DIRECTIONS FOR THIS TASK:
Whenever a line below mentions the word "PathBuf", that line should be copied.

(Stored data)

+---+

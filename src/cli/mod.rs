//! Command line interface for pywinpack.
//!
//! Loads the project configuration, assembles the bundle, and reports the
//! produced artifacts.

mod args;

pub use args::Args;

use crate::{
    bundler::Bundler,
    error::{CliError, Result},
    metadata,
};

/// Runs a build for already-parsed arguments.
pub async fn execute(args: &Args) -> Result<i32> {
    args.validate()
        .map_err(|reason| CliError::InvalidArguments { reason })?;

    let settings = metadata::load_settings(&args.project)?;
    let mut bundler = Bundler::new(settings)?;

    bundler.prepare().await?;
    let artifacts = bundler.bundle_types(&args.package_types()).await?;

    for artifact in &artifacts {
        println!(
            "{:<5} {} ({} bytes)",
            artifact.package_type,
            artifact.path.display(),
            artifact.size
        );
        println!("      sha256 {}", artifact.checksum);
    }
    Ok(0)
}
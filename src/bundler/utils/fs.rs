//! File system utilities for bundling.
//!
//! Provides the tree merge used to combine package payloads, plain recursive
//! copies, collision-free naming inside the build directory, and idempotent
//! directory creation.

use crate::bundler::{
    error::{Error, ErrorExt, Result},
    utils::exclude::ExcludeMatcher,
};
use std::{
    io,
    path::{Path, PathBuf},
};
use tokio::fs;

/// Normalizes a path to use `/` as the only separator.
///
/// `.` components are dropped; the result is what exclude patterns match against.
pub fn normalize_path(path: impl AsRef<Path>) -> String {
    let raw = path.as_ref().to_string_lossy().replace('\\', "/");
    let parts: Vec<&str> = raw.split('/').filter(|p| !p.is_empty() && *p != ".").collect();
    let joined = parts.join("/");
    if raw.starts_with('/') {
        format!("/{joined}")
    } else {
        joined
    }
}

/// Creates all of the directories of the specified path, erasing it first if specified.
pub async fn create_dir_all(path: &Path, erase: bool) -> Result<()> {
    if erase {
        remove_dir_all(path).await?;
    }

    // create_dir_all is already idempotent - succeeds even if dir exists
    fs::create_dir_all(path)
        .await
        .fs_context("creating directory", path)
}

/// Removes the directory and its contents if it exists.
pub async fn remove_dir_all(path: &Path) -> Result<()> {
    match fs::remove_dir_all(path).await {
        Ok(()) => Ok(()),
        Err(e) if e.kind() == io::ErrorKind::NotFound => Ok(()), // Idempotent
        Err(e) => Err(Error::Fs {
            context: "removing directory",
            path: path.to_path_buf(),
            source: e,
        }),
    }
}

/// Makes sure `path` is a directory, creating it if needed.
///
/// Fails if something other than a directory already occupies the path.
pub fn ensure_dir(path: &Path) -> Result<()> {
    if path.is_dir() {
        return Ok(());
    }
    if path.exists() {
        return Err(Error::GenericError(format!(
            "{} exists and is not a directory",
            path.display()
        )));
    }
    std::fs::create_dir_all(path).fs_context("creating directory", path)
}

/// Copies a regular file from one path to another, creating any parent
/// directories of the destination path as necessary.
///
/// Fails if the source path is a directory or doesn't exist.
pub fn copy_file(from: &Path, to: &Path) -> Result<()> {
    if !from.exists() {
        return Err(Error::GenericError(format!("{from:?} does not exist")));
    }
    if !from.is_file() {
        return Err(Error::GenericError(format!("{from:?} is not a file")));
    }
    if let Some(dest_dir) = to.parent() {
        std::fs::create_dir_all(dest_dir).fs_context("creating directory", dest_dir)?;
    }
    std::fs::copy(from, to).fs_context("copying file", from)?;
    Ok(())
}

/// Recursively copies a directory from one path to another.
///
/// Entries matched by `exclude` are skipped, along with everything below an
/// excluded directory. Patterns see the path relative to the parent of
/// `from`, so a pattern can name the copied directory itself.
pub fn copy_dir(from: &Path, to: &Path, exclude: Option<&ExcludeMatcher>) -> Result<()> {
    if !from.is_dir() {
        return Err(Error::GenericError(format!("{from:?} is not a Directory")));
    }
    if let Some(parent) = to.parent() {
        std::fs::create_dir_all(parent).fs_context("creating directory", parent)?;
    }

    let base = from.parent().unwrap_or(from);
    let mut walker = walkdir::WalkDir::new(from).sort_by_file_name().into_iter();
    while let Some(entry) = walker.next() {
        let entry = entry?;
        let rel_path = entry.path().strip_prefix(from)?;

        if let Some(matcher) = exclude {
            if !rel_path.as_os_str().is_empty()
                && matcher.is_excluded(entry.path().strip_prefix(base)?)
            {
                if entry.file_type().is_dir() {
                    walker.skip_current_dir();
                }
                continue;
            }
        }

        let dest_path = to.join(rel_path);
        if entry.file_type().is_dir() {
            std::fs::create_dir_all(&dest_path).fs_context("creating directory", &dest_path)?;
        } else {
            std::fs::copy(entry.path(), &dest_path).fs_context("copying file", entry.path())?;
        }
    }

    Ok(())
}

/// Merges the contents of `src` into the existing directory `dst`.
///
/// Directories present on both sides are merged recursively, directories only
/// present in `src` are copied whole, and files from `src` overwrite
/// same-named files in `dst`. A file meeting a directory of the same name,
/// in either direction, is a [`Error::MergeConflict`].
///
/// Conflicts are detected over the whole tree before anything is written, so
/// a failed merge leaves `dst` untouched.
pub fn merge_dir_into(src: &Path, dst: &Path) -> Result<()> {
    check_merge(src, dst)?;
    apply_merge(src, dst)
}

fn check_merge(src: &Path, dst: &Path) -> Result<()> {
    for entry in sorted_entries(src)? {
        let dst_p = dst.join(entry.file_name());
        let src_is_dir = entry.path().is_dir();
        if src_is_dir && dst_p.is_dir() {
            check_merge(&entry.path(), &dst_p)?;
        } else if (src_is_dir && dst_p.is_file()) || (!src_is_dir && dst_p.is_dir()) {
            return Err(Error::MergeConflict {
                source_path: entry.path(),
                destination: dst_p,
            });
        }
    }
    Ok(())
}

fn apply_merge(src: &Path, dst: &Path) -> Result<()> {
    for entry in sorted_entries(src)? {
        let src_p = entry.path();
        let dst_p = dst.join(entry.file_name());
        if src_p.is_dir() {
            if dst_p.is_dir() {
                apply_merge(&src_p, &dst_p)?;
            } else {
                copy_dir(&src_p, &dst_p, None)?;
            }
        } else {
            std::fs::copy(&src_p, &dst_p).fs_context("copying file", &src_p)?;
        }
    }
    Ok(())
}

/// Lists a directory in file-name order.
pub fn sorted_entries(dir: &Path) -> Result<Vec<std::fs::DirEntry>> {
    let mut entries = std::fs::read_dir(dir)
        .fs_context("reading directory", dir)?
        .collect::<io::Result<Vec<_>>>()
        .fs_context("reading directory", dir)?;
    entries.sort_by_key(|e| e.file_name());
    Ok(entries)
}

/// Finds a free name for `file_name` inside `dir`.
///
/// The first candidate is the name itself, then `stem.1.ext`, `stem.2.ext`
/// and so on. Names listed in `reserved` count as taken even if absent.
pub fn unique_destination(dir: &Path, file_name: &str, reserved: &[&str]) -> PathBuf {
    let original = Path::new(file_name);
    let stem = original
        .file_stem()
        .map(|s| s.to_string_lossy().into_owned())
        .unwrap_or_else(|| file_name.to_string());
    let suffix = original
        .extension()
        .map(|e| format!(".{}", e.to_string_lossy()))
        .unwrap_or_default();

    let taken = |name: &str| reserved.contains(&name) || dir.join(name).exists();

    let mut name = file_name.to_string();
    let mut n = 1u32;
    while taken(&name) {
        name = format!("{stem}.{n}{suffix}");
        n += 1;
    }
    dir.join(name)
}
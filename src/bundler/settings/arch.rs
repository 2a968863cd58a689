//! Target interpreter bit width and the names derived from it.

use crate::bundler::error::{Error, Result};

/// Bit width of the bundled Windows interpreter.
///
/// Every architecture-specific name in the bundle (download file, wheel
/// platform tag, launcher stub, redistributable folder) hangs off this.
#[derive(Clone, Copy, Debug, Default, Eq, PartialEq, Hash)]
pub enum Arch {
    /// 32-bit x86 interpreter.
    X86,
    /// 64-bit x86_64 interpreter.
    #[default]
    X64,
}

impl Arch {
    /// Parses the configured bit width (32 or 64).
    pub fn from_bits(bits: i64) -> Result<Self> {
        match bits {
            32 => Ok(Arch::X86),
            64 => Ok(Arch::X64),
            other => Err(Error::Configuration(format!(
                "py_bit must be 32 or 64, got {other}"
            ))),
        }
    }

    /// Bit width as a number.
    pub fn bits(self) -> u32 {
        match self {
            Arch::X86 => 32,
            Arch::X64 => 64,
        }
    }

    /// Suffix of the embeddable distribution archive.
    pub fn embed_suffix(self) -> &'static str {
        match self {
            Arch::X86 => "win32",
            Arch::X64 => "amd64",
        }
    }

    /// Wheel platform tag for this architecture.
    pub fn platform_tag(self) -> &'static str {
        match self {
            Arch::X86 => "win32",
            Arch::X64 => "win_amd64",
        }
    }

    /// Directory name of the redistributable runtime files.
    pub fn msvcrt_dir(self) -> &'static str {
        match self {
            Arch::X86 => "x86",
            Arch::X64 => "x64",
        }
    }

    /// Tag appended to the installer's Python references.
    pub fn arch_tag(self) -> &'static str {
        match self {
            Arch::X86 => "",
            Arch::X64 => ".amd64",
        }
    }
}

#[cfg(test)]
mod tests {
    use super::*;

    #[test]
    fn bit_widths() {
        assert_eq!(Arch::from_bits(32).unwrap(), Arch::X86);
        assert_eq!(Arch::from_bits(64).unwrap().bits(), 64);
        assert!(matches!(Arch::from_bits(16), Err(Error::Configuration(_))));
    }

    #[test]
    fn derived_names() {
        assert_eq!(Arch::X64.platform_tag(), "win_amd64");
        assert_eq!(Arch::X86.embed_suffix(), "win32");
        assert_eq!(Arch::X86.msvcrt_dir(), "x86");
        assert_eq!(Arch::X64.arch_tag(), ".amd64");
    }
}
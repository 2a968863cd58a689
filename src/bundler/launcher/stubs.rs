//! Prebuilt native launcher stubs.
//!
//! The stubs are distlib's simple launchers: `t` (console) and `w`
//! (windowed) variants for 32 and 64 bit. They find the zip appended to
//! their own image and run it with the interpreter named in the shebang line.

use crate::{
    bail,
    bundler::{
        error::{ErrorExt, Result},
        settings::{Arch, CommandSpec},
        wheel::PackageSource,
    },
};
use std::{
    collections::BTreeMap,
    path::{Path, PathBuf},
};

/// Where stubs are fetched from when no local directory is configured.
pub const DISTLIB_STUB_URL: &str = "https://raw.githubusercontent.com/pypa/distlib/0.3.8/distlib";

/// One of the four stub binaries.
#[derive(Clone, Copy, Debug, Eq, PartialEq, Ord, PartialOrd, Hash)]
pub struct StubVariant {
    /// Console (`t`) or windowed (`w`) stub.
    pub console: bool,
    /// 32 or 64 bit.
    pub bits: u32,
}

impl StubVariant {
    /// Variant for a command on `arch`.
    pub fn for_command(command: &CommandSpec, arch: Arch) -> Self {
        Self {
            console: command.console,
            bits: arch.bits(),
        }
    }

    /// Stub file name, e.g. `t64.exe`.
    pub fn file_name(self) -> String {
        format!("{}{}.exe", if self.console { 't' } else { 'w' }, self.bits)
    }

    /// Shebang line pointing the stub at the bundled interpreter.
    pub fn shebang(self) -> &'static [u8] {
        if self.console {
            b"#!<launcher_dir>\\..\\Python\\python.exe\r\n"
        } else {
            b"#!<launcher_dir>\\..\\Python\\pythonw.exe\r\n"
        }
    }
}

/// Stub binaries available to the launcher generator.
#[derive(Clone, Debug, Default)]
pub struct LauncherStubs {
    paths: BTreeMap<StubVariant, PathBuf>,
}

impl LauncherStubs {
    /// Stubs read from a directory holding `t32.exe`, `t64.exe`, `w32.exe`, `w64.exe`.
    pub fn from_dir(dir: &Path) -> Self {
        let mut paths = BTreeMap::new();
        for console in [true, false] {
            for bits in [32, 64] {
                let variant = StubVariant { console, bits };
                paths.insert(variant, dir.join(variant.file_name()));
            }
        }
        Self { paths }
    }

    /// Fetches the variants the commands need through `source`.
    pub async fn fetch<S: PackageSource>(
        source: &S,
        commands: &[CommandSpec],
        arch: Arch,
    ) -> Result<Self> {
        let mut paths = BTreeMap::new();
        for command in commands {
            let variant = StubVariant::for_command(command, arch);
            if paths.contains_key(&variant) {
                continue;
            }
            let url = format!("{DISTLIB_STUB_URL}/{}", variant.file_name());
            paths.insert(variant, source.fetch(&url).await?);
        }
        Ok(Self { paths })
    }

    /// Reads the stub binary for `variant`.
    pub fn read(&self, variant: StubVariant) -> Result<Vec<u8>> {
        let Some(path) = self.paths.get(&variant) else {
            bail!("no launcher stub {} available", variant.file_name());
        };
        std::fs::read(path).fs_context("reading launcher stub", path)
    }
}
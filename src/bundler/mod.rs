//! Windows bundle assembly engine.
//!
//! Turns a Python project into a self-contained Windows application bundle:
//! an embeddable interpreter, the project's locked dependencies unpacked from
//! wheels, native launchers for its commands, and any extra files. The
//! assembled build directory is then shipped as an NSIS installer and a
//! portable zip archive.
//!
//! # Module Organization
//!
//! - [`settings`] - immutable build description and its builder
//! - [`manifest`] - what ships and where it lands
//! - [`wheel`] - lockfile reading, wheel lookup, and extraction
//! - [`launcher`] - native launcher generation
//! - [`assembly`] - the ordered assembly steps
//! - [`builder`] - the [`Bundler`] orchestrator
//! - [`platform`] - installer and archive generators
//! - [`utils`] - filesystem, exclusion, and download helpers

pub mod assembly;
pub mod builder;
pub mod error;
pub mod launcher;
pub mod manifest;
pub mod platform;
pub mod settings;
pub mod utils;
pub mod wheel;

pub use builder::{BundledArtifact, Bundler};
pub use error::{Error, Result};
pub use manifest::{INSTALL_ROOT, InstallManifest};
pub use platform::PackageType;
pub use settings::{
    Arch, CommandSpec, EntryPoint, PackageSettings, Preamble, Settings, SettingsBuilder,
    ShortcutSpec,
};
pub use wheel::{DependencySpec, PackageSource, PypiSource, TargetPython, WheelLookup};
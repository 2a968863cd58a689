//! Configuration structures for bundling operations.
//!
//! [`Settings`] is the immutable description of one build; it is assembled
//! with [`SettingsBuilder`] (usually by the `pyproject.toml` loader) and
//! passed by reference to every stage.

mod arch;
mod builder;
mod command;
mod core;
mod package;
mod shortcut;

pub use arch::Arch;
pub use builder::SettingsBuilder;
pub use command::{CommandSpec, EntryPoint, Preamble};
pub use self::core::{DEFAULT_INDEX_URL, DEFAULT_PY_VERSION, ExtraFileSpec, Settings};
pub use package::PackageSettings;
pub use shortcut::ShortcutSpec;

+---+

RESULT BELOW:
    path::{Path, PathBuf},
pub fn unique_destination(dir: &Path, file_name: &str, reserved: &[&str]) -> PathBuf {
    path::{Path, PathBuf},
    paths: BTreeMap<StubVariant, PathBuf>,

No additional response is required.